-------- Supplied data --------
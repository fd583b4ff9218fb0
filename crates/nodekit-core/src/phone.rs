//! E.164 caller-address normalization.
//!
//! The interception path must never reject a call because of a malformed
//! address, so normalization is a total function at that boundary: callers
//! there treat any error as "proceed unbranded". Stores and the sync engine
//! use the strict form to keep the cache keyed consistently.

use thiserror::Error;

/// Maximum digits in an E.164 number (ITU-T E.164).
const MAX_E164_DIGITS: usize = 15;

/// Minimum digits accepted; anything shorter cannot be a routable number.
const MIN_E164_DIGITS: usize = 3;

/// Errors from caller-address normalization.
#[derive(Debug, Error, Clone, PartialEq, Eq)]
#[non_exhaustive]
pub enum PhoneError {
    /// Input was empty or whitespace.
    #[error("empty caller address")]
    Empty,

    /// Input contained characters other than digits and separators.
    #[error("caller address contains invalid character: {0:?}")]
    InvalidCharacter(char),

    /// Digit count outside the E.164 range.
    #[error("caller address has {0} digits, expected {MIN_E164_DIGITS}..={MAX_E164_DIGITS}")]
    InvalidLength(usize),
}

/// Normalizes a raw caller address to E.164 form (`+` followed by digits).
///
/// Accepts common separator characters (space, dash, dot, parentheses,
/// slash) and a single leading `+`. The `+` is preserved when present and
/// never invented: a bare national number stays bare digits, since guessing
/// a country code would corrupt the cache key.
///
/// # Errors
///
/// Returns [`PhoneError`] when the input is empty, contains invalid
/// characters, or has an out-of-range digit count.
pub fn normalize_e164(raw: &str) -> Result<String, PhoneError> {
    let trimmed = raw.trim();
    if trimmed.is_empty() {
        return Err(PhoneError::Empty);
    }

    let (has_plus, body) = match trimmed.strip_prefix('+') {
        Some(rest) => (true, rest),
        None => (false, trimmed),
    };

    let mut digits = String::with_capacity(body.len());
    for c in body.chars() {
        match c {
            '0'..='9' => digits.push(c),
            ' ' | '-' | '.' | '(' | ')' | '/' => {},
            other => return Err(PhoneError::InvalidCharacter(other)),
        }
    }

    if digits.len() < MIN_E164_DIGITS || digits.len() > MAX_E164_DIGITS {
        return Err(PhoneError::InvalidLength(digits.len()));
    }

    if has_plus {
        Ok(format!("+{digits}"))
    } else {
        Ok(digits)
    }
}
--------
**Assigned task:** The lines of the data, from the first through the one containing "const MIN_E164_DIGITS: usize = 3;", are to be transcribed exactly.

**Solved problem:**
repository fd583b4ff9218fb0
filename crates/nodekit-core/src/phone.rs
//! E.164 caller-address normalization.
//!
//! The interception path must never reject a call because of a malformed
//! address, so normalization is a total function at that boundary: callers
//! there treat any error as "proceed unbranded". Stores and the sync engine
//! use the strict form to keep the cache keyed consistently.

use thiserror::Error;

/// Maximum digits in an E.164 number (ITU-T E.164).
const MAX_E164_DIGITS: usize = 15;

/// Minimum digits accepted; anything shorter cannot be a routable number.
const MIN_E164_DIGITS: usize = 3;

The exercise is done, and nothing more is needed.